Douleur et essoufflement
Interpellé sur l’origine de sa contamination, il évoque la promiscuité. “L’immeuble où je logeais est surnommé ‘’bateau Joola’’, en allusion à ce navire sénégalais qui a chaviré en septembre 2002 au large des côtes sénégalo-gambiennes, explique l’adolescent. ‘’J’avais cherché en vain une chambre. Devant l’incapacité d’en trouver une, on m’a orienté vers le ‘’Joola’’, le seul endroit où je pouvais avoir un toit”.
L’immeuble en question est une bâtisse “imposante et sombre”, dont les fenêtres se trouvaient à l’intérieur de la maison, ce qui fait que “le soleil ne pénétrait pas la demeure”. “On n’aperçoit pas le soleil lorsqu’on se trouve à l’intérieur de la maison. Et dans une chambre, on pouvait se retrouver à plusieurs personnes”, confie Macky Diallo.
L’adolescent est parvenu à se rétablir peu après avoir été placé sous traitement, parvenant même à reprendre ses activités. “C’est lorsque j’ai entamé le traitement que j’ai commencé à retrouver l’appétit. Je suis à mon quatrième mois de traitement et je rends grâce à Dieu. J’ai repris le travail. Je pensais que j’allais y passer”, dit-il avec le sentiment de l’avoir échappé belle.

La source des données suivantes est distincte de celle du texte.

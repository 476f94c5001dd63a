//! Cleaning pipeline stages.
//!
//! The stages run in a fixed order: build the rename map and load the table,
//! rename, drop redundant statistic columns, drop sparse race crosstabs. Each
//! stage takes the previous table by reference and returns a new one.

use std::collections::BTreeSet;
use std::path::{Path, PathBuf};

use anyhow::{Context, Result};
use polars::prelude::DataFrame;
use tracing::{info, info_span};

use tabclean_ingest::{
    RenameMap, apply_rename_map, create_column_dict, read_csv_table, write_csv_table,
};
use tabclean_transform::{
    NullCount, column_names, drop_ci_num_denom, drop_race_cross_tabs, null_counts,
};

use crate::types::{CleanResult, StageSummary};

/// Which column filters to apply.
#[derive(Debug, Clone, Copy, PartialEq, Eq)]
pub struct CleanOptions {
    /// Drop CI bound and numerator/denominator columns.
    pub drop_redundant: bool,
    /// Drop race-crosstab columns with missing values.
    pub drop_race_crosstabs: bool,
}

impl Default for CleanOptions {
    fn default() -> Self {
        Self {
            drop_redundant: true,
            drop_race_crosstabs: true,
        }
    }
}

/// A point in the pipeline at which the table can be inspected.
#[derive(Debug, Clone, Copy, PartialEq, Eq)]
pub enum Stage {
    /// As loaded, keyed by descriptive labels.
    Raw,
    /// After applying the rename map.
    Renamed,
    /// After the enabled filters.
    Cleaned,
}

/// Source table and its rename map.
#[derive(Debug)]
pub struct IngestResult {
    pub rename_map: RenameMap,
    pub raw: DataFrame,
}

type FilterFn = fn(&DataFrame) -> tabclean_transform::Result<DataFrame>;

pub fn ingest(path: &Path) -> Result<IngestResult> {
    let span = info_span!("ingest", path = %path.display());
    let _guard = span.enter();
    let rename_map = create_column_dict(path)
        .with_context(|| format!("build rename map: {}", path.display()))?;
    let raw = read_csv_table(path).with_context(|| format!("load table: {}", path.display()))?;
    Ok(IngestResult { rename_map, raw })
}

pub fn rename(raw: &DataFrame, rename_map: &RenameMap) -> Result<(DataFrame, StageSummary)> {
    let span = info_span!("rename");
    let _guard = span.enter();
    let renamed = apply_rename_map(raw, rename_map).context("apply rename map")?;
    let count = column_names(raw)
        .iter()
        .zip(column_names(&renamed).iter())
        .filter(|(before, after)| before != after)
        .count();
    info!(renamed = count, columns = renamed.width(), "renamed columns");
    let summary = StageSummary {
        name: "rename",
        columns_in: raw.width(),
        columns_out: renamed.width(),
        dropped: Vec::new(),
        renamed: count,
    };
    Ok((renamed, summary))
}

/// Runs one column filter and records which columns it removed.
pub fn filter_stage(
    name: &'static str,
    df: &DataFrame,
    run: FilterFn,
) -> Result<(DataFrame, StageSummary)> {
    let span = info_span!("filter", stage = name);
    let _guard = span.enter();
    let out = run(df).with_context(|| format!("{name} stage"))?;
    let kept: BTreeSet<String> = column_names(&out).into_iter().collect();
    let dropped: Vec<String> = column_names(df)
        .into_iter()
        .filter(|column| !kept.contains(column))
        .collect();
    let summary = StageSummary {
        name,
        columns_in: df.width(),
        columns_out: out.width(),
        dropped,
        renamed: 0,
    };
    Ok((out, summary))
}

/// Runs every stage on `path` and returns the cleaned table with its summary.
///
/// Nothing is written; the caller decides where the result goes.
pub fn run_pipeline(path: &Path, options: &CleanOptions) -> Result<CleanResult> {
    let span = info_span!("pipeline", path = %path.display());
    let _guard = span.enter();

    let IngestResult { rename_map, raw } = ingest(path)?;
    let (mut data, summary) = rename(&raw, &rename_map)?;
    let mut stages = vec![summary];

    let filters: [(&'static str, bool, FilterFn); 2] = [
        (
            "redundant",
            options.drop_redundant,
            drop_ci_num_denom as FilterFn,
        ),
        (
            "race crosstab",
            options.drop_race_crosstabs,
            drop_race_cross_tabs as FilterFn,
        ),
    ];
    for (name, enabled, run) in filters {
        if !enabled {
            info!(stage = name, "filter disabled");
            continue;
        }
        let (out, summary) = filter_stage(name, &data, run)?;
        data = out;
        stages.push(summary);
    }

    info!(
        rows = data.height(),
        columns = data.width(),
        "pipeline complete"
    );

    Ok(CleanResult {
        input: path.to_path_buf(),
        output: None,
        rename_map,
        stages,
        data,
    })
}

/// Returns the table as it looks after `stage`.
pub fn table_at_stage(path: &Path, stage: Stage, options: &CleanOptions) -> Result<DataFrame> {
    match stage {
        Stage::Raw => Ok(ingest(path)?.raw),
        Stage::Renamed => {
            let IngestResult { rename_map, raw } = ingest(path)?;
            Ok(rename(&raw, &rename_map)?.0)
        }
        Stage::Cleaned => Ok(run_pipeline(path, options)?.data),
    }
}

/// Builds the rename map of `path` without loading the data rows.
pub fn column_dict(path: &Path) -> Result<RenameMap> {
    create_column_dict(path).with_context(|| format!("build rename map: {}", path.display()))
}

/// Missing-value counts of the table after `stage`, in column order.
///
/// With `only_missing`, columns without any missing value are left out.
pub fn stage_null_counts(
    path: &Path,
    stage: Stage,
    options: &CleanOptions,
    only_missing: bool,
) -> Result<Vec<NullCount>> {
    let df = table_at_stage(path, stage, options)?;
    let mut counts = null_counts(&df);
    if only_missing {
        counts.retain(|count| count.na_count > 0);
    }
    Ok(counts)
}

/// Runs the pipeline and writes the cleaned table.
///
/// `output` defaults to [`default_output_path`]. With `dry_run` nothing is
/// written and the result has no output path.
pub fn clean_to_file(
    input: &Path,
    output: Option<&Path>,
    options: &CleanOptions,
    dry_run: bool,
) -> Result<CleanResult> {
    let span = info_span!("clean", input = %input.display());
    let _guard = span.enter();
    let mut result = run_pipeline(input, options)?;
    if dry_run {
        info!("dry run, skipping output");
        return Ok(result);
    }
    let output = output.map_or_else(|| default_output_path(input), Path::to_path_buf);
    write_csv_table(&mut result.data, &output)
        .with_context(|| format!("write cleaned table: {}", output.display()))?;
    info!(output = %output.display(), "wrote cleaned table");
    result.output = Some(output);
    Ok(result)
}

/// Default output path: `<stem>_clean.csv` next to the input.
pub fn default_output_path(input: &Path) -> PathBuf {
    let stem = input
        .file_stem()
        .map(|s| s.to_string_lossy().into_owned())
        .unwrap_or_else(|| "table".to_string());
    input.with_file_name(format!("{stem}_clean.csv"))
}
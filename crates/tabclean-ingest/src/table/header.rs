//! Dual header row probing.
//!
//! Source files carry two header rows: raw row 1 holds short machine
//! identifiers and raw row 2 holds the descriptive labels. Only these two
//! records are read; the data rows are never touched.

use std::fs::File;
use std::path::Path;

use csv::{ReaderBuilder, StringRecord};

use crate::error::{IngestError, Result};

/// The two header rows of a source file, aligned by position.
#[derive(Debug, Clone, PartialEq, Eq)]
pub struct HeaderPair {
    /// Short identifiers from raw row 1 (the CSV header proper).
    pub names: Vec<String>,
    /// Descriptive labels from raw row 2 (the first data record).
    pub labels: Vec<String>,
}

impl HeaderPair {
    /// Returns the number of columns.
    pub fn width(&self) -> usize {
        self.names.len()
    }

    /// Iterates `(name, label)` pairs in column order.
    pub fn iter(&self) -> impl Iterator<Item = (&str, &str)> {
        self.names
            .iter()
            .map(String::as_str)
            .zip(self.labels.iter().map(String::as_str))
    }
}

/// Reads the identifier row and the descriptive label row of a CSV file.
///
/// Rows of unequal length are rejected as a parse error.
pub fn read_header_pair(path: &Path) -> Result<HeaderPair> {
    let file = File::open(path).map_err(|e| IngestError::open(path, e))?;
    let mut reader = ReaderBuilder::new().has_headers(false).from_reader(file);
    let mut records = reader.records();

    let mut names = match records.next() {
        Some(record) => record_values(path, record)?,
        None => {
            return Err(IngestError::EmptyCsv {
                path: path.to_path_buf(),
            });
        }
    };
    let labels = match records.next() {
        Some(record) => record_values(path, record)?,
        None => {
            return Err(IngestError::MissingLabelRow {
                path: path.to_path_buf(),
            });
        }
    };

    if let Some(first) = names.first_mut()
        && first.starts_with('\u{feff}')
    {
        *first = first.trim_start_matches('\u{feff}').to_string();
    }

    tracing::debug!(
        path = %path.display(),
        columns = names.len(),
        "read dual header rows"
    );

    Ok(HeaderPair { names, labels })
}

fn record_values(path: &Path, record: csv::Result<StringRecord>) -> Result<Vec<String>> {
    let record = record.map_err(|e| record_error(path, e))?;
    Ok(record.iter().map(String::from).collect())
}

fn record_error(path: &Path, err: csv::Error) -> IngestError {
    let message = err.to_string();
    match err.into_kind() {
        csv::ErrorKind::Io(source) => IngestError::FileRead {
            path: path.to_path_buf(),
            source,
        },
        _ => IngestError::CsvParse {
            path: path.to_path_buf(),
            message,
        },
    }
}
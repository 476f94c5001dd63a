//! DataFrame column helpers shared by the filters and the census.

use polars::prelude::DataFrame;

use crate::error::{Result, TransformError};

/// Returns the column names of a DataFrame in order.
pub fn column_names(df: &DataFrame) -> Vec<String> {
    df.get_column_names()
        .into_iter()
        .map(|name| name.to_string())
        .collect()
}

/// Returns true if `name` contains at least one of `markers`.
///
/// # Examples
///
/// ```
/// use tabclean_transform::matches_any;
///
/// assert!(matches_any("obesity_cilow", &["cilow", "cihigh"]));
/// assert!(!matches_any("obesity", &["cilow", "cihigh"]));
/// ```
pub fn matches_any(name: &str, markers: &[&str]) -> bool {
    markers.iter().any(|marker| name.contains(marker))
}

/// Counts the missing values of a single column.
pub fn missing_count(df: &DataFrame, column: &str) -> Result<usize> {
    df.column(column)
        .map(|col| col.null_count())
        .map_err(|_| TransformError::ColumnNotFound {
            column: column.to_string(),
        })
}

/// Removes the named columns, keeping the others in their original order.
///
/// Every name must exist; an unknown name fails with
/// [`TransformError::ColumnNotFound`] and nothing is dropped.
pub fn drop_columns(df: &DataFrame, names: &[String]) -> Result<DataFrame> {
    if let Some(missing) = names.iter().find(|name| df.column(name).is_err()) {
        return Err(TransformError::ColumnNotFound {
            column: missing.clone(),
        });
    }
    let keep: Vec<String> = column_names(df)
        .into_iter()
        .filter(|name| !names.contains(name))
        .collect();
    Ok(df.select(keep)?)
}
//! Table ingestion utilities.
//!
//! This crate reads wide indicator datasets that carry two header rows (short
//! identifiers, then descriptive labels) and loads them into Polars DataFrames.
//!
//! # Features
//!
//! - **Header probing**: Read only the two header rows of a CSV file
//! - **Rename maps**: Map descriptive labels to normalized short identifiers
//! - **Table I/O**: Load the full table keyed by descriptive labels, write CSV back
//!
//! # Example
//!
//! ```ignore
//! use std::path::Path;
//! use tabclean_ingest::{apply_rename_map, create_column_dict, read_csv_table};
//!
//! let path = Path::new("data/tracts.csv");
//! let map = create_column_dict(path)?;
//! let df = apply_rename_map(&read_csv_table(path)?, &map)?;
//! ```

mod error;
mod rename;
mod table;

// === Error Types ===
pub use error::{IngestError, Result};

// === CSV Reading ===
pub use table::{HeaderPair, read_csv_table, read_header_pair, write_csv_table};

// === Renaming ===
pub use rename::{
    IDENTIFIER_REPLACEMENTS, RenameMap, SKIPPED_KEY_COLUMNS, apply_rename_map,
    create_column_dict, normalize_identifier,
};
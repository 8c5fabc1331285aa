use api::models::CensusRecord;
use api::Access;
use dioxus::prelude::*;

use crate::banner::{use_banner, BannerView};
use crate::chart::{census_series, environment_series, LineChart};
use crate::form::amount;
use crate::records::{use_records, Notice};

/// Landing page: public census and environmental trends.
#[component]
pub fn Home() -> Element {
    let banner = use_banner();
    let census = use_records(Access::Anyone, banner, |client| async move {
        client.public().census().await
    });
    let environment = use_records(Access::Anyone, banner, |client| async move {
        client.public().environmental_data().await
    });

    let census_rows = CensusRecord::chronological(&census.rows());
    let (census_labels, census_lines) = census_series(&census_rows);
    let (env_labels, env_lines) = environment_series(&environment.rows());

    rsx! {
        div {
            class: "view-page home",
            BannerView { banner }
            header {
                class: "hero",
                h3 { "Welcome to" }
                h1 { "SSH AP Daemon Village" }
            }

            section {
                class: "card",
                h2 { class: "section-title", "Environmental Data" }
                if let Some(text) = environment.notice() {
                    Notice { text }
                } else {
                    LineChart { title: "Environmental indicators by year", labels: env_labels, series: env_lines }
                }
            }

            section {
                class: "card",
                h2 { class: "section-title", "Census Data" }
                if let Some(text) = census.notice() {
                    Notice { text }
                } else {
                    LineChart { title: "Year-wise Census Trends", labels: census_labels, series: census_lines }
                    table {
                        class: "data-table",
                        thead {
                            tr {
                                th { "Year" }
                                th { "Total Population" }
                                th { "Male" }
                                th { "Female" }
                                th { "Literacy Rate (%)" }
                            }
                        }
                        tbody {
                            for record in census_rows {
                                tr {
                                    key: "{record.year}",
                                    td { "{record.year}" }
                                    td { class: "num", "{record.total}" }
                                    td { class: "num", "{record.male}" }
                                    td { class: "num", "{record.female}" }
                                    td { class: "num", {amount(record.literacy)} }
                                }
                            }
                        }
                    }
                }
            }
        }
    }
}
use crate::client::PortalClient;
use crate::error::ApiResult;
use crate::models::{
    InfraRef, InfrastructureDraft, InfrastructureProject, SchemeDraft, SchemeRef, StaffProfile,
    WelfareScheme,
};
use crate::transport::Transport;

const SCHEMES: &str = "/government-agency/welfare-scheme";
const PROJECTS: &str = "/government-agency/infrastructure";

/// Endpoints for government agencies.
pub struct AgencyApi<'a, T> {
    pub(super) client: &'a PortalClient<T>,
}

impl<T: Transport> AgencyApi<'_, T> {
    pub async fn welfare_schemes(&self, scheme_name: &str) -> ApiResult<Vec<WelfareScheme>> {
        self.client
            .get_with(SCHEMES, &[("scheme_name", scheme_name.trim().to_string())])
            .await
    }

    pub async fn create_scheme(&self, draft: &SchemeDraft) -> ApiResult<()> {
        self.client.post(SCHEMES, draft).await
    }

    pub async fn delete_scheme(&self, scheme_id: i64) -> ApiResult<()> {
        self.client
            .delete_with(SCHEMES, &SchemeRef { id: scheme_id })
            .await
    }

    pub async fn infrastructure(&self, location: &str) -> ApiResult<Vec<InfrastructureProject>> {
        self.client
            .get_with(PROJECTS, &[("location", location.trim().to_string())])
            .await
    }

    pub async fn create_project(&self, draft: &InfrastructureDraft) -> ApiResult<()> {
        self.client.post(PROJECTS, draft).await
    }

    pub async fn delete_project(&self, infra_id: i64) -> ApiResult<()> {
        self.client
            .delete_with(PROJECTS, &InfraRef { id: infra_id })
            .await
    }

    pub async fn profile(&self) -> ApiResult<StaffProfile> {
        self.client.get("/government-agency/profile").await
    }
}

#[cfg(test)]
mod tests {
    use serde_json::json;

    use crate::client::testing::client;

    use super::*;

    #[tokio::test]
    async fn test_repeated_location_filter_is_stable() {
        let (client, transport) = client();
        let rows = json!({"statusCode": 200, "data": [
            {"Infra_id": 1, "Description": "Road", "Location": "Village A", "Funding": 100, "Actual_cost": 90}
        ]});
        transport.respond_json(rows.clone()).respond_json(rows);

        let first = client.agency().infrastructure("Village A").await.unwrap();
        let second = client.agency().infrastructure("Village A").await.unwrap();

        assert_eq!(first, second);
        let requests = transport.requests();
        assert_eq!(requests[0], requests[1]);
        assert_eq!(
            requests[0].query,
            vec![("location".to_string(), "Village A".to_string())]
        );
    }

    #[tokio::test]
    async fn test_delete_scheme_body() {
        let (client, transport) = client();
        transport.respond_json(json!({"statusCode": 200}));

        client.agency().delete_scheme(8).await.unwrap();

        assert_eq!(transport.last_request().body, Some(json!({"Scheme_id": 8})));
    }
}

Une situation que vit actuellement un autre malade ayant voulu témoigner sous l’anonymat. Teint clair, 1 mètre 75, mince, ce tuberculeux exerçant le métier de tailleur, visiblement mal en point, revient sur son combat avec la tuberculose.
“J’ai du mal à parler à cause de la maladie. Il y a des mois, lorsque les signes apparaissaient, j’avais de la fièvre et je maigrissais de jour en jour. Cela m’avait poussé à venir au centre de santé de Guédiawaye où je suis suivi”.
Il dit ignorer comment il a été contaminé mais trouve que la tuberculose a cela de particulier qu’elle empêche de mener correctement la moindre activité, à cause de la fatigue, de l’essoufflement et de la douleur.
Dans la banlieue dakaroise, à Guédiawaye et Pikine, notamment, la tuberculose ressemble à un fléau qui se propage assez rapidement. Selon les données des points focaux chargés de sa prévention et de son traitement, rien que pour le premier trimestre de cette année, 500 cas ont été enregistrés.